Solving the N Body Problem with RK4: Verification & Convergence

[DivergentSpectrum]

the force field trajectory calculator worked pretty good, so i decided to step it up and solve the famous n body problem.

i used rk4 to solve it, and to verify my solution i calculate the work done on each particle and the kinetic energy of each particle at the beginning and end.
it appears to converge pretty nicely when one object is very massive compared to the other, but i notice some strange behavior otherwise. for one, i always thought a 2 body system would be two elipses sharing a focus (barycenter), but instead i get all kinds of different shapes.
also the energy diverges in more "dynamic" systems.
How does one calculate the "total conserved energy" of a system? (or analogous conserved quantities such as angular momentum) i had been just using the work energy theorem, (line integral of force equals change in kinetic energy) but I am not sure if that still holds when the force depends on the location of an object, that is also experiencing a force due to the same object.
do these pictures qualitatively look like a 2 body system?
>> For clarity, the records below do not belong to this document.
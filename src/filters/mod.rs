//! Filtering components for log calls.
//!
//! Provides the [`NamespaceFilter`] compiled from a debug string and
//! [`should_log`], the combined level and namespace check used by the logger.

use thiserror::Error;

use crate::level::LogLevel;

pub mod namespace_filter;

pub use namespace_filter::NamespaceFilter;

/// Errors that may occur while compiling a debug string.
#[derive(Debug, Error)]
pub enum FilterError {
    /// A token did not compile to a valid pattern.
    #[error("invalid namespace pattern `{token}`: {source}")]
    InvalidPattern {
        token: String,
        #[source]
        source: Box<regex::Error>,
    },
}

/// Return `true` if a call at `level` in `namespace` passes `threshold` and
/// `namespaces`. Unknown levels never pass.
pub fn should_log(
    threshold: LogLevel,
    namespaces: &NamespaceFilter,
    namespace: &str,
    level: &str,
) -> bool {
    LogLevel::parse_opt(level).is_some_and(|lvl| lvl >= threshold) && namespaces.matches(namespace)
}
edit: in each of these the blue particles initial velocity is 0, and the black particles initial velocity is non zero. the step size is the same, but the mass of the black particle is different. the more "chaotic" looking patterns have a larger mass set for the black particle(up to where the masses are equal)

 

[willem2]

edit: in each of these the blue particles initial velocity is 0, and the black particles initial velocity is non zero. the step size is the same, but the mass of the black particle is different. the more "chaotic" looking patterns have a larger mass set for the black particle(up to where the masses are equal)
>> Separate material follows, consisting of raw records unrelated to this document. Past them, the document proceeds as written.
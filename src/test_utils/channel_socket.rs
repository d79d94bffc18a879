use std::sync::{
    Arc, Weak,
    atomic::{AtomicBool, Ordering},
};

use parking_lot::Mutex;

use crate::bridge::{BridgeError, MessageHandler, RemoteSocket, socket::HandlerSlot};

/// In-process [`RemoteSocket`] recording every sent frame.
///
/// Sockets created with [`ChannelSocket::pair`] deliver each sent frame to the
/// other end's handler synchronously.
#[derive(Default)]
pub struct ChannelSocket {
    sent: Mutex<Vec<String>>,
    handler: HandlerSlot,
    closed: AtomicBool,
    peer: Mutex<Weak<ChannelSocket>>,
}

impl ChannelSocket {
    pub fn new() -> Arc<Self> {
        Arc::new(Self::default())
    }

    /// Two connected ends.
    pub fn pair() -> (Arc<Self>, Arc<Self>) {
        let a = Self::new();
        let b = Self::new();
        *a.peer.lock() = Arc::downgrade(&b);
        *b.peer.lock() = Arc::downgrade(&a);
        (a, b)
    }

    /// Frames sent through this end so far.
    pub fn sent(&self) -> Vec<String> {
        self.sent.lock().clone()
    }

    /// Sent frames parsed as JSON.
    pub fn sent_json(&self) -> Vec<serde_json::Value> {
        self.sent()
            .iter()
            .map(|f| serde_json::from_str(f).expect("sent frame is JSON"))
            .collect()
    }

    /// Feed `frame` to the installed handler as if the peer had sent it.
    /// Returns `false` when no handler took it; before the first handler is
    /// installed the frame is held for it.
    pub fn deliver(&self, frame: &str) -> bool {
        self.handler.dispatch(frame)
    }

    pub fn has_handler(&self) -> bool {
        self.handler.is_set()
    }

    pub fn close(&self) {
        self.closed.store(true, Ordering::SeqCst);
    }
}

impl RemoteSocket for ChannelSocket {
    fn send(&self, frame: &str) -> Result<(), BridgeError> {
        if !self.is_open() {
            return Err(BridgeError::Closed);
        }
        self.sent.lock().push(frame.to_owned());
        let peer = self.peer.lock().upgrade();
        if let Some(peer) = peer {
            peer.deliver(frame);
        }
        Ok(())
    }

    fn is_open(&self) -> bool {
        !self.closed.load(Ordering::SeqCst)
    }

    fn set_message_handler(&self, handler: Option<MessageHandler>) {
        self.handler.set(handler);
    }
}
If the total initial momentum isn't zero, the center of mass will keep moving, and you get spirals instead of ellipses. You'll need to set $v_1 = - \frac {m_2 }{m_1} v_2$ with 2 bodies to get a momentum of 0.

 

[DivergentSpectrum]

thanks, i had a feeling the system as a whole might be undergoing some kind of translational motion. as far as the divergences go i might just be expecting too much from a numerical method.